Now we were in a chunk of Tyler suburbia. Farmland divvied up into house lots, everyone with their American dream, their American pleasure, and I wondered if any sensitive souls in those comfortable and warm and safe homes, if they trembled a bit as we drove by, me bleeding from a bullet wound, a madwoman at my side, a pistol held against me, if they could detect just a scent of what was going on, just outside their safety zone.
The speed limit was thirty-five. I was keeping it at thirty-four, and when we went through a curve in the road, a Tyler police cruiser was parked there at the side of the road, running radar.
"Don't you dare do a thing," she said.
"Right," I said.
I drove by the police cruiser, my speed still below the limit, and Hendricks glanced back and I looked to the mirror, and damn me if that green and white police cruiser didn't pull out of its hiding spot and come out in the road, following us.
"What did you do?" she demanded, turning back to me.
"Nothing," I said. "I drove by.
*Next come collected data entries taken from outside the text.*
//! Error types for relay operations
//!
//! Every failure a public caller can observe is a [`RelayError`]. The
//! [`IntoResponse`] impl maps each variant to its HTTP status and a JSON body of
//! the form `{"error": "<kind>", "message": "<text>"}`.

use axum::{
    http::StatusCode,
    response::{IntoResponse, Response},
    Json,
};
use serde::{Deserialize, Serialize};
use thiserror::Error;

use crate::session::CloseReason;

/// Errors that can occur while registering, tunneling or forwarding
#[derive(Debug, Error)]
pub enum RelayError {
    /// Malformed client input (bad JSON, invalid key, bad origin URL)
    #[error("Invalid input: {message}")]
    Input {
        /// What was wrong with the input
        message: String,
    },

    /// No origin is registered under the key
    #[error("API not found: {key}")]
    NotFound {
        /// The key that was looked up
        key: String,
    },

    /// The request conflicts with how the key was registered
    #[error("Conflict: {message}")]
    Conflict {
        /// Description of the conflict
        message: String,
    },

    /// Request body exceeded the configured limit
    #[error("Payload too large: limit is {limit} bytes")]
    PayloadTooLarge {
        /// Maximum accepted body size
        limit: usize,
    },

    /// The key is a relay binding but no tunnel is connected
    #[error("Origin unavailable: no tunnel connected for {key}")]
    Unavailable {
        /// The key that has no live session
        key: String,
    },

    /// The direct-fetch upstream call failed
    #[error("Upstream error: {message}")]
    Upstream {
        /// Error message from the HTTP client
        message: String,
    },

    /// The tunnel session ended before a response arrived
    #[error("Tunnel closed: {reason}")]
    SessionClosed {
        /// Why the session was closed
        reason: CloseReason,
    },

    /// The origin sent something that is not a valid response envelope
    #[error("Protocol error: {message}")]
    Protocol {
        /// Error message describing the protocol violation
        message: String,
    },

    /// Connection error (connection refused, reset, closed)
    #[error("Connection error: {source}")]
    Connection {
        /// Underlying I/O error
        #[from]
        source: std::io::Error,
    },

    /// Configuration error (invalid config, missing required field)
    #[error("Configuration error: {message}")]
    Config {
        /// Error message describing the configuration issue
        message: String,
    },

    /// Operation timed out
    #[error("Operation timed out")]
    Timeout,

    /// Service is shutting down
    #[error("Service is shutting down")]
    Shutdown,
}

impl RelayError {
    /// Create a new input error
    #[must_use]
    pub fn input(message: impl Into<String>) -> Self {
        Self::Input {
            message: message.into(),
        }
    }

    /// Create a new not-found error
    #[must_use]
    pub fn not_found(key: impl Into<String>) -> Self {
        Self::NotFound { key: key.into() }
    }

    /// Create a new conflict error
    #[must_use]
    pub fn conflict(message: impl Into<String>) -> Self {
        Self::Conflict {
            message: message.into(),
        }
    }

    /// Create a new unavailable error
    #[must_use]
    pub fn unavailable(key: impl Into<String>) -> Self {
        Self::Unavailable { key: key.into() }
    }

    /// Create a new upstream error
    #[must_use]
    pub fn upstream(message: impl Into<String>) -> Self {
        Self::Upstream {
            message: message.into(),
        }
    }

    /// Create a new protocol error
    #[must_use]
    pub fn protocol(message: impl Into<String>) -> Self {
        Self::Protocol {
            message: message.into(),
        }
    }

    /// Create a new configuration error
    #[must_use]
    pub fn config(message: impl Into<String>) -> Self {
        Self::Config {
            message: message.into(),
        }
    }

    /// Create a new connection error from any error type
    #[must_use]
    pub fn connection<E: std::error::Error>(err: E) -> Self {
        Self::Connection {
            source: std::io::Error::other(err.to_string()),
        }
    }

    /// Create a new connection error with a message
    #[must_use]
    pub fn connection_msg(message: impl Into<String>) -> Self {
        Self::Connection {
            source: std::io::Error::other(message.into()),
        }
    }

    /// HTTP status code for this error
    #[must_use]
    pub fn status_code(&self) -> StatusCode {
        match self {
            Self::Input { .. } => StatusCode::BAD_REQUEST,
            Self::NotFound { .. } => StatusCode::NOT_FOUND,
            Self::Conflict { .. } => StatusCode::CONFLICT,
            Self::PayloadTooLarge { .. } => StatusCode::PAYLOAD_TOO_LARGE,
            Self::Unavailable { .. } | Self::Shutdown => StatusCode::SERVICE_UNAVAILABLE,
            Self::Upstream { .. }
            | Self::SessionClosed { .. }
            | Self::Protocol { .. }
            | Self::Connection { .. } => StatusCode::BAD_GATEWAY,
            Self::Timeout => StatusCode::GATEWAY_TIMEOUT,
            Self::Config { .. } => StatusCode::INTERNAL_SERVER_ERROR,
        }
    }

    /// Short machine-readable error kind
    #[must_use]
    pub fn kind(&self) -> &'static str {
        match self {
            Self::Input { .. } => "bad_request",
            Self::NotFound { .. } => "not_found",
            Self::Conflict { .. } => "conflict",
            Self::PayloadTooLarge { .. } => "payload_too_large",
            Self::Unavailable { .. } | Self::Shutdown => "unavailable",
            Self::Upstream { .. } | Self::SessionClosed { .. } => "upstream_error",
            Self::Protocol { .. } => "protocol_error",
            Self::Connection { .. } => "connection_error",
            Self::Timeout => "gateway_timeout",
            Self::Config { .. } => "internal_error",
        }
    }
}

/// Error response body
#[derive(Debug, Clone, Serialize, Deserialize)]
pub struct ErrorResponse {
    /// Error kind
    pub error: String,
    /// Human-readable message
    pub message: String,
}

impl IntoResponse for RelayError {
    fn into_response(self) -> Response {
        let status = self.status_code();
        if status.is_server_error() {
            tracing::warn!(status = status.as_u16(), error = %self, "relay request failed");
        } else {
            tracing::debug!(status = status.as_u16(), error = %self, "relay request rejected");
        }

        let body = ErrorResponse {
            error: self.kind().to_string(),
            message: self.to_string(),
        };

        (status, Json(body)).into_response()
    }
}

/// Result type alias for relay operations
pub type Result<T> = std::result::Result<T, RelayError>;

#[cfg(test)]
mod tests {
    use super::*;

    #[test]
    fn test_error_display() {
        let err = RelayError::input("expected a JSON object");
        assert_eq!(err.to_string(), "Invalid input: expected a JSON object");

        let err = RelayError::not_found("42");
        assert_eq!(err.to_string(), "API not found: 42");

        let err = RelayError::SessionClosed {
            reason: CloseReason::Replaced,
        };
        assert_eq!(err.to_string(), "Tunnel closed: replaced by a newer connection");

        let err = RelayError::Timeout;
        assert_eq!(err.to_string(), "Operation timed out");
    }

    #[test]
    fn test_status_mapping() {
        assert_eq!(RelayError::input("x").status_code(), StatusCode::BAD_REQUEST);
        assert_eq!(RelayError::not_found("k").status_code(), StatusCode::NOT_FOUND);
        assert_eq!(
            RelayError::unavailable("k").status_code(),
            StatusCode::SERVICE_UNAVAILABLE
        );
        assert_eq!(RelayError::upstream("x").status_code(), StatusCode::BAD_GATEWAY);
        assert_eq!(RelayError::protocol("x").status_code(), StatusCode::BAD_GATEWAY);
        assert_eq!(
            RelayError::SessionClosed {
                reason: CloseReason::Disconnected
            }
            .status_code(),
            StatusCode::BAD_GATEWAY
        );
        assert_eq!(RelayError::Timeout.status_code(), StatusCode::GATEWAY_TIMEOUT);
        assert_eq!(
            RelayError::PayloadTooLarge { limit: 10 }.status_code(),
            StatusCode::PAYLOAD_TOO_LARGE
        );
    }

    #[test]
    fn test_io_error_conversion() {
        let io_err = std::io::Error::new(std::io::ErrorKind::ConnectionRefused, "refused");
        let relay_err: RelayError = io_err.into();
        assert!(matches!(relay_err, RelayError::Connection { .. }));
    }

    #[tokio::test]
    async fn test_into_response_body() {
        let response = RelayError::not_found("abc").into_response();
        assert_eq!(response.status(), StatusCode::NOT_FOUND);

        let body = axum::body::to_bytes(response.into_body(), usize::MAX)
            .await
            .unwrap();
        let json: ErrorResponse = serde_json::from_slice(&body).unwrap();
        assert_eq!(json.error, "not_found");
        assert_eq!(json.message, "API not found: abc");
    }
}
You saw that. I'm doing the speed limit and I didn't flash the lights or anything."
Hendricks's gaze was strong upon me, and she said, "If those blue lights come on and we get pulled over, it's over for you. You got it?"
"Got it a long time ago," I said. "And shut up, will you? I'm trying to focus on my driving."
Much to my surprise, she did shut up. The road went over a little bridge that spanned the old Boston & Maine railroad tracks, and we came to a four-way intersection and a set of lights. I looked up to the rearview mirror again. The police cruiser was still there. It had two choices. My lane, which meant it was going straight or taking a right. If that was going to be the case, then I had a quick plan. I'd slowly pump the brake lights, flashing back toward them. I'd try for an SOS if I had enough time, maybe the cop back there wouldn't recognize the Morse code, but hopefully, he'd recognize something was wrong, something was going on. And I knew what Hendricks was threatening me with but I couldn't believe she would actually open fire with a cop coming up during a traffic stop. Cops hate traffic stops, and the sound of a firearm being discharged would throw them into an automatic response, and even Hendricks should know that there would be a good chance that some police-issued bullets might be flying in her direction if she fired at me first.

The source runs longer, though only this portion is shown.